Exercise description >> From the first line to the last, reproduce the records exactly as they appear below.

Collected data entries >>
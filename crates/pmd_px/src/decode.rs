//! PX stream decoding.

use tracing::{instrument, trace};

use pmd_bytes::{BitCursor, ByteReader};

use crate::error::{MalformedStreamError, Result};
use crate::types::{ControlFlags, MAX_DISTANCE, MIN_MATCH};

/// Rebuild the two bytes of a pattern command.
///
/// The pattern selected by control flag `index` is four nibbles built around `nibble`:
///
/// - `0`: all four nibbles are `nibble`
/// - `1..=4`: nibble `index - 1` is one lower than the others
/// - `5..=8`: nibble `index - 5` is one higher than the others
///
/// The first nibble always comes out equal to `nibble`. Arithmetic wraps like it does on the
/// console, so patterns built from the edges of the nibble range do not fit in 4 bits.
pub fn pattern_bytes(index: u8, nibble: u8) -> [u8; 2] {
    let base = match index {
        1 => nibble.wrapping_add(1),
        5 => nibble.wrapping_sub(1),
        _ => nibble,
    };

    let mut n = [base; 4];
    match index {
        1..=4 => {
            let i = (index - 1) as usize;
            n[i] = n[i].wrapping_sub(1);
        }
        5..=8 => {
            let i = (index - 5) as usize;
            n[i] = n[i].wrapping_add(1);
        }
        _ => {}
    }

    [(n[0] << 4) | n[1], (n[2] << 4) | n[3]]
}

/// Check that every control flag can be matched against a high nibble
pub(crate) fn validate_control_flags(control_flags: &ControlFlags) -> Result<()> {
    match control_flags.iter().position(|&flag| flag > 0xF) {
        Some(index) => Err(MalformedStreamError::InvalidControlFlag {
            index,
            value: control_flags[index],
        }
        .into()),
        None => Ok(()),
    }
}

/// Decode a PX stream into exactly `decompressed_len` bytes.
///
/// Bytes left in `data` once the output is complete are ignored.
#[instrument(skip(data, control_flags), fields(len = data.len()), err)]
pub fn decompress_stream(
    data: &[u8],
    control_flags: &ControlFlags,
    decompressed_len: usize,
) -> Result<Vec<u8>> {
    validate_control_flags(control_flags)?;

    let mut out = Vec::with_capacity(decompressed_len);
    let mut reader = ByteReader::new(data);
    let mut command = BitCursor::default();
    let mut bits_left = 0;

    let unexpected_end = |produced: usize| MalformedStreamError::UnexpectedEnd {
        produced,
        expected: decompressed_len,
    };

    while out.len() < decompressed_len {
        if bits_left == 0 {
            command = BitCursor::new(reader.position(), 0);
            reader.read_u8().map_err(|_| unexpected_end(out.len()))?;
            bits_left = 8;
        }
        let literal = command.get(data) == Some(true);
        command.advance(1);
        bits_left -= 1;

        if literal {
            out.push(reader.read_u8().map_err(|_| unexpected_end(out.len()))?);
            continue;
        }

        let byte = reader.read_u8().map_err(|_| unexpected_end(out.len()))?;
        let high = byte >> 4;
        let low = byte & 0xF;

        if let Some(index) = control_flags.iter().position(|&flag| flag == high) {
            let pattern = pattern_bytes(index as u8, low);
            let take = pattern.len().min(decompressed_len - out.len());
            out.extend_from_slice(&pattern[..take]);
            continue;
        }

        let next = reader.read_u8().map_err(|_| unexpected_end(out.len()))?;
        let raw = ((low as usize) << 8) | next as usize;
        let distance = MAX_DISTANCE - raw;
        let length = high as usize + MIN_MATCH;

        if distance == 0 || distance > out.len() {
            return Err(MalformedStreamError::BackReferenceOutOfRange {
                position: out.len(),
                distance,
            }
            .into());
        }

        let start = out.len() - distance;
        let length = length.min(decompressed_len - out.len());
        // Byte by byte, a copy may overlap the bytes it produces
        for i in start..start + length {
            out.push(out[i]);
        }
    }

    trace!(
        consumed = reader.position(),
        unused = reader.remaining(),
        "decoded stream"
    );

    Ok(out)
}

Answer box >>
filename crates/pmd_px/src/decode.rs
//! PX stream decoding.

use tracing::{instrument, trace};

use pmd_bytes::{BitCursor, ByteReader};

use crate::error::{MalformedStreamError, Result};
use crate::types::{ControlFlags, MAX_DISTANCE, MIN_MATCH};

/// Rebuild the two bytes of a pattern command.
///
/// The pattern selected by control flag `index` is four nibbles built around `nibble`:
///
/// - `0`: all four nibbles are `nibble`
/// - `1..=4`: nibble `index - 1` is one lower than the others
/// - `5..=8`: nibble `index - 5` is one higher than the others
///
/// The first nibble always comes out equal to `nibble`. Arithmetic wraps like it does on the
/// console, so patterns built from the edges of the nibble range do not fit in 4 bits.
pub fn pattern_bytes(index: u8, nibble: u8) -> [u8; 2] {
    let base = match index {
        1 => nibble.wrapping_add(1),
        5 => nibble.wrapping_sub(1),
        _ => nibble,
    };

    let mut n = [base; 4];
    match index {
        1..=4 => {
            let i = (index - 1) as usize;
            n[i] = n[i].wrapping_sub(1);
        }
        5..=8 => {
            let i = (index - 5) as usize;
            n[i] = n[i].wrapping_add(1);
        }
        _ => {}
    }

    [(n[0] << 4) | n[1], (n[2] << 4) | n[3]]
}

/// Check that every control flag can be matched against a high nibble
pub(crate) fn validate_control_flags(control_flags: &ControlFlags) -> Result<()> {
    match control_flags.iter().position(|&flag| flag > 0xF) {
        Some(index) => Err(MalformedStreamError::InvalidControlFlag {
            index,
            value: control_flags[index],
        }
        .into()),
        None => Ok(()),
    }
}

/// Decode a PX stream into exactly `decompressed_len` bytes.
///
/// Bytes left in `data` once the output is complete are ignored.
#[instrument(skip(data, control_flags), fields(len = data.len()), err)]
pub fn decompress_stream(
    data: &[u8],
    control_flags: &ControlFlags,
    decompressed_len: usize,
) -> Result<Vec<u8>> {
    validate_control_flags(control_flags)?;

    let mut out = Vec::with_capacity(decompressed_len);
    let mut reader = ByteReader::new(data);
    let mut command = BitCursor::default();
    let mut bits_left = 0;

    let unexpected_end = |produced: usize| MalformedStreamError::UnexpectedEnd {
        produced,
        expected: decompressed_len,
    };

    while out.len() < decompressed_len {
        if bits_left == 0 {
            command = BitCursor::new(reader.position(), 0);
            reader.read_u8().map_err(|_| unexpected_end(out.len()))?;
            bits_left = 8;
        }
        let literal = command.get(data) == Some(true);
        command.advance(1);
        bits_left -= 1;

        if literal {
            out.push(reader.read_u8().map_err(|_| unexpected_end(out.len()))?);
            continue;
        }

        let byte = reader.read_u8().map_err(|_| unexpected_end(out.len()))?;
        let high = byte >> 4;
        let low = byte & 0xF;

        if let Some(index) = control_flags.iter().position(|&flag| flag == high) {
            let pattern = pattern_bytes(index as u8, low);
            let take = pattern.len().min(decompressed_len - out.len());
            out.extend_from_slice(&pattern[..take]);
            continue;
        }

        let next = reader.read_u8().map_err(|_| unexpected_end(out.len()))?;
        let raw = ((low as usize) << 8) | next as usize;
        let distance = MAX_DISTANCE - raw;
        let length = high as usize + MIN_MATCH;

        if distance == 0 || distance > out.len() {
            return Err(MalformedStreamError::BackReferenceOutOfRange {
                position: out.len(),
                distance,
            }
            .into());
        }

        let start = out.len() - distance;
        let length = length.min(decompressed_len - out.len());
        // Byte by byte, a copy may overlap the bytes it produces
        for i in start..start + length {
            out.push(out[i]);
        }
    }

    trace!(
        consumed = reader.position(),
        unused = reader.remaining(),
        "decoded stream"
    );

    Ok(out)
}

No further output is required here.